> [Work order] Your answer must be the listing, given again word for word.

> [Records]
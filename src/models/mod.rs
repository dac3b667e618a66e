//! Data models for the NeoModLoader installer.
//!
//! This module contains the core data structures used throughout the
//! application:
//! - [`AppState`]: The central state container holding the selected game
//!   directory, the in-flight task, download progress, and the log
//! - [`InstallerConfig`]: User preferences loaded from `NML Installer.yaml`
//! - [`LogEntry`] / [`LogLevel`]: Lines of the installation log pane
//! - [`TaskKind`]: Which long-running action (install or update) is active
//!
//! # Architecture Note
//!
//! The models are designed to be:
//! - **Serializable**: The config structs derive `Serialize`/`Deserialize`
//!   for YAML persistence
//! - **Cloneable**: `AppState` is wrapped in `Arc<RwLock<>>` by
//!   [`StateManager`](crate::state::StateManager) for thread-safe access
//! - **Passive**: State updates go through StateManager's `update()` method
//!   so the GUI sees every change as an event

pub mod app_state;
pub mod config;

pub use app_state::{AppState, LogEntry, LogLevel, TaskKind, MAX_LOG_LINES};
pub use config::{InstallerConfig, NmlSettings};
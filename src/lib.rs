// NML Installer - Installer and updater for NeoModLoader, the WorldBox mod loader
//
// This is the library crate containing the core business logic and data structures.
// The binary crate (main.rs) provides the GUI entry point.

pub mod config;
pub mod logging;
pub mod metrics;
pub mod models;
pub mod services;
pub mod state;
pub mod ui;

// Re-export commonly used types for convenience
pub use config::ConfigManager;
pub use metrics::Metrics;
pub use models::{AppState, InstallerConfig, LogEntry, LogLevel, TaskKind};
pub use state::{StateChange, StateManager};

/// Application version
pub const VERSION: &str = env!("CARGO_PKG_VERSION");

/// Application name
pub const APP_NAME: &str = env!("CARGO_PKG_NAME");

> [Your response]
filename src/models/mod.rs
repository dac3b667e618a66e
//! Data models for the NeoModLoader installer.
//!
//! This module contains the core data structures used throughout the
//! application:
//! - [`AppState`]: The central state container holding the selected game
//!   directory, the in-flight task, download progress, and the log
//! - [`InstallerConfig`]: User preferences loaded from `NML Installer.yaml`
//! - [`LogEntry`] / [`LogLevel`]: Lines of the installation log pane
//! - [`TaskKind`]: Which long-running action (install or update) is active
//!
//! # Architecture Note
//!
//! The models are designed to be:
//! - **Serializable**: The config structs derive `Serialize`/`Deserialize`
//!   for YAML persistence
//! - **Cloneable**: `AppState` is wrapped in `Arc<RwLock<>>` by
//!   [`StateManager`](crate::state::StateManager) for thread-safe access
//! - **Passive**: State updates go through StateManager's `update()` method
//!   so the GUI sees every change as an event

pub mod app_state;
pub mod config;

pub use app_state::{AppState, LogEntry, LogLevel, TaskKind, MAX_LOG_LINES};
pub use config::{InstallerConfig, NmlSettings};
filename src/lib.rs
// NML Installer - Installer and updater for NeoModLoader, the WorldBox mod loader
//
// This is the library crate containing the core business logic and data structures.
// The binary crate (main.rs) provides the GUI entry point.

pub mod config;
pub mod logging;
pub mod metrics;
pub mod models;
pub mod services;
pub mod state;
pub mod ui;

// Re-export commonly used types for convenience
pub use config::ConfigManager;
pub use metrics::Metrics;
pub use models::{AppState, InstallerConfig, LogEntry, LogLevel, TaskKind};
pub use state::{StateChange, StateManager};

/// Application version
pub const VERSION: &str = env!("CARGO_PKG_VERSION");

/// Application name
pub const APP_NAME: &str = env!("CARGO_PKG_NAME");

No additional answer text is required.